What is required => Where does the word "through" show up in the data? Please find each such line and copy it.

(Stored items)
• • • • • • •
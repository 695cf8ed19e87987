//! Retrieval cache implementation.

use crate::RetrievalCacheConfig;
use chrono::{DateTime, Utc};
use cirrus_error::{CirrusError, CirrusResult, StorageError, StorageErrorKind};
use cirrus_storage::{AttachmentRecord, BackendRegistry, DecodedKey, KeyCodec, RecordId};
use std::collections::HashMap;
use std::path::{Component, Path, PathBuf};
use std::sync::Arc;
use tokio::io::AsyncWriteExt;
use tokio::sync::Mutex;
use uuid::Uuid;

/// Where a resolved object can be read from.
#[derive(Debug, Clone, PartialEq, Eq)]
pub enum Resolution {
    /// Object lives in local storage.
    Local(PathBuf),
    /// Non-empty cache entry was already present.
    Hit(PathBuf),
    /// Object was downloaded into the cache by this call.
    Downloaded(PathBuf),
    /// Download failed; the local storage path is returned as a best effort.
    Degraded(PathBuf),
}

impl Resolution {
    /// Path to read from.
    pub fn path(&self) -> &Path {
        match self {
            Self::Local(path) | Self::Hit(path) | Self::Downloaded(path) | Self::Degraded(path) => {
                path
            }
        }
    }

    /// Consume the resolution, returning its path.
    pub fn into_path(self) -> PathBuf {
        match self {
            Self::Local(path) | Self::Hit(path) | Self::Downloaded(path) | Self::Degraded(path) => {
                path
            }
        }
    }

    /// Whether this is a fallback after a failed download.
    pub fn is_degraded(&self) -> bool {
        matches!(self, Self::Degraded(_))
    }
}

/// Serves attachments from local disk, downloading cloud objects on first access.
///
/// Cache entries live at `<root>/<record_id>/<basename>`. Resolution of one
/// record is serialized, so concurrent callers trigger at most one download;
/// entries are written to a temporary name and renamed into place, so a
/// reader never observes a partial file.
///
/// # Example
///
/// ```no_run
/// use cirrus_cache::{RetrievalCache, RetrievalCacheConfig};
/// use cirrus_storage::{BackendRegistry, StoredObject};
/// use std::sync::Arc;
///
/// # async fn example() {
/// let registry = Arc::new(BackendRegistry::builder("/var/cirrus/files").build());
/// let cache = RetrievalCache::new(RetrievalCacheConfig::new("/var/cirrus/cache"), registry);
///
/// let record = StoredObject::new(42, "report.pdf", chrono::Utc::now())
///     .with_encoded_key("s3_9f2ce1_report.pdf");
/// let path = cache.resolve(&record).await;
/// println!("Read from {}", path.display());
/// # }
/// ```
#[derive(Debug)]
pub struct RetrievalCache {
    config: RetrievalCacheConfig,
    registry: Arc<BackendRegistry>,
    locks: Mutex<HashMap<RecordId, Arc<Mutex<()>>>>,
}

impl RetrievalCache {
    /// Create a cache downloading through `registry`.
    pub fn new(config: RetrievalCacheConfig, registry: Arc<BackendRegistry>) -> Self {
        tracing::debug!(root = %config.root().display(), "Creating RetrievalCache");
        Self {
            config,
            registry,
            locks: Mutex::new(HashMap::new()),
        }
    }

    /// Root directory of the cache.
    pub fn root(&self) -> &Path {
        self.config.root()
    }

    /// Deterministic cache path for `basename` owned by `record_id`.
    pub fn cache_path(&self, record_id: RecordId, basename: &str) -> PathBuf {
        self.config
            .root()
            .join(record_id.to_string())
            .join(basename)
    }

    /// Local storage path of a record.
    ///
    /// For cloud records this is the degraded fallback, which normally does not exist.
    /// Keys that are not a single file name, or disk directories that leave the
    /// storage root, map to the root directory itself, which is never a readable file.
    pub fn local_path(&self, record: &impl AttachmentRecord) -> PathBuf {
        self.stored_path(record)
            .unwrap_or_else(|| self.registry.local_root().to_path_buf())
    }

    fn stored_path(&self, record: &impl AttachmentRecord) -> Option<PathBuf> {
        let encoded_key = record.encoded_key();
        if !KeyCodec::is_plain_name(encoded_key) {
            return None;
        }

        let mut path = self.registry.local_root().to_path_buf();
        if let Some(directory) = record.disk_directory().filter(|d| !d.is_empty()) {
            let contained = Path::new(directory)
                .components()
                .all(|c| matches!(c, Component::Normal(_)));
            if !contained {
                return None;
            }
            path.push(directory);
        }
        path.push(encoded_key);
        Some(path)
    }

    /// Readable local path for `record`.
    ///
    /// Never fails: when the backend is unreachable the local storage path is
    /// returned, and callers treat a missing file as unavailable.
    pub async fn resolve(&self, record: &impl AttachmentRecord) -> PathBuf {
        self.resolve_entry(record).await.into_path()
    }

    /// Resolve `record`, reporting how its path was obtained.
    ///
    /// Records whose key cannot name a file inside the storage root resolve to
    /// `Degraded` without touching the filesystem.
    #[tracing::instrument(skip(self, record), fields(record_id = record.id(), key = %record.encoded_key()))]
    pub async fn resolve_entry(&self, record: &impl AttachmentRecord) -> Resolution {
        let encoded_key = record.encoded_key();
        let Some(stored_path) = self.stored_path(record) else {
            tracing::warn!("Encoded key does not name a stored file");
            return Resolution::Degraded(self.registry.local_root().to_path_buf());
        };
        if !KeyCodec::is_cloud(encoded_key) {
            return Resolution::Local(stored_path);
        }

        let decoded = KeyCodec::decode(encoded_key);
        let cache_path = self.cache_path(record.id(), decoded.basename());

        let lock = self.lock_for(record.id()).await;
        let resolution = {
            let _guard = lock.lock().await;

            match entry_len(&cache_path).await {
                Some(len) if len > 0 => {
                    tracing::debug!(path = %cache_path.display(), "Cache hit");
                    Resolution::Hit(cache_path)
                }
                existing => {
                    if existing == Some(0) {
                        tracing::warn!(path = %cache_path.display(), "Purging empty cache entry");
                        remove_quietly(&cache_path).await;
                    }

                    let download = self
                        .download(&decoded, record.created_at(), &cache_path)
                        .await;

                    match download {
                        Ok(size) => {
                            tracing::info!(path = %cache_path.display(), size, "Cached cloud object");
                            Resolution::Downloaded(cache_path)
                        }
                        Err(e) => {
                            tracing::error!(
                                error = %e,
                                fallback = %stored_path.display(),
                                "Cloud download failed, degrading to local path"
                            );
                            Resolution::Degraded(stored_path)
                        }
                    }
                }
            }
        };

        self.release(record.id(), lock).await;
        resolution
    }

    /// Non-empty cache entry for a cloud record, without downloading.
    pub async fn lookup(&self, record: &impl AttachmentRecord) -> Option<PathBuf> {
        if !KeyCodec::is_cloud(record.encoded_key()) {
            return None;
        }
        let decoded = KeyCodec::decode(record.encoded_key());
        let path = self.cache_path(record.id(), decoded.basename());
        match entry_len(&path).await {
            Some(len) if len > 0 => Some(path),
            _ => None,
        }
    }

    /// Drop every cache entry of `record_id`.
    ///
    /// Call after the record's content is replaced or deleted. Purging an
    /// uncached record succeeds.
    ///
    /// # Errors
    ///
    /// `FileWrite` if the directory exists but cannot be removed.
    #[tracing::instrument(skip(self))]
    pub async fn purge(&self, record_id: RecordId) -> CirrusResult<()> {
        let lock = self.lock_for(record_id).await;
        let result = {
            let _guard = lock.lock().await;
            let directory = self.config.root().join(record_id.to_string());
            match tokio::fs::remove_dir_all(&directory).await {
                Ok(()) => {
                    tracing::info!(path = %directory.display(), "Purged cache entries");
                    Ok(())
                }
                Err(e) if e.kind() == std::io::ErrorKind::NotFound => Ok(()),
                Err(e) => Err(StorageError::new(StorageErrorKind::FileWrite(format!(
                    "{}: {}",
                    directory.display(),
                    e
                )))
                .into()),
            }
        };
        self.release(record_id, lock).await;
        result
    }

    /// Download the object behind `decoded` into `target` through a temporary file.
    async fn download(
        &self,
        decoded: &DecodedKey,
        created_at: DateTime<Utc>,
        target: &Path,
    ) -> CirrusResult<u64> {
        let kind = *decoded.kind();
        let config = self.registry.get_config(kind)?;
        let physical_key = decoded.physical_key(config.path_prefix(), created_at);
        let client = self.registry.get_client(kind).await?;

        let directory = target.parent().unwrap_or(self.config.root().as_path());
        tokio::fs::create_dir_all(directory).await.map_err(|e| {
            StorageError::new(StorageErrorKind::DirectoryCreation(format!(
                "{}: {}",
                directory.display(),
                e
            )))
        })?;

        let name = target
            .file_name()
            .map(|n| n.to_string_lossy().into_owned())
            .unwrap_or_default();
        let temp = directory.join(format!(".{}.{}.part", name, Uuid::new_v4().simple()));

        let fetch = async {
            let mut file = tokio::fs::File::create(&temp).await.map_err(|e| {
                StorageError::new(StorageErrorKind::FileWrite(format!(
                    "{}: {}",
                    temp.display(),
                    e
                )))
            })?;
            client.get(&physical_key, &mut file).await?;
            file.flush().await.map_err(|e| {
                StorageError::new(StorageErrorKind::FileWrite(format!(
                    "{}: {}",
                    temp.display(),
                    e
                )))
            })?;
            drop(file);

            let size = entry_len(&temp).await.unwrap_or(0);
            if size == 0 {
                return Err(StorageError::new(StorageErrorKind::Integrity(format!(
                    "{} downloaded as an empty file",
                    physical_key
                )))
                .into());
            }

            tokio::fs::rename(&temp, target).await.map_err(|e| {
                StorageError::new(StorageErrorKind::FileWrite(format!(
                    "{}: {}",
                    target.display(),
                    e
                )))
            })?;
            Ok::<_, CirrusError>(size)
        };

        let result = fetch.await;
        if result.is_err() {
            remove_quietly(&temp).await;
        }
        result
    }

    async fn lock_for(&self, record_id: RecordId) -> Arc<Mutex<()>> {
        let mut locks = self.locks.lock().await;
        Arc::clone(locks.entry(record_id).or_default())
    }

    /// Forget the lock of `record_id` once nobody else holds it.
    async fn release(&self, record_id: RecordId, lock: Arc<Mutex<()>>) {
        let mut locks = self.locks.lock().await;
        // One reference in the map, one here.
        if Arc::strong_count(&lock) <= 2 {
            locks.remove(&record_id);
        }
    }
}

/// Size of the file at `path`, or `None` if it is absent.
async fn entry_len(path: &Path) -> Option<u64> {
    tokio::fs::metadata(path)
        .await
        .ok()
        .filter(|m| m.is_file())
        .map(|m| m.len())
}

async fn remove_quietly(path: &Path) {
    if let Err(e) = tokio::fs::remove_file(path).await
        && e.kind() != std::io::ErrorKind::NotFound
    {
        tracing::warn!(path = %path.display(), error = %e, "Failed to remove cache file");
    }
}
• • • • • • •
Result of this task =>
    /// Create a cache downloading through `registry`.
    /// Download the object behind `decoded` into `target` through a temporary file.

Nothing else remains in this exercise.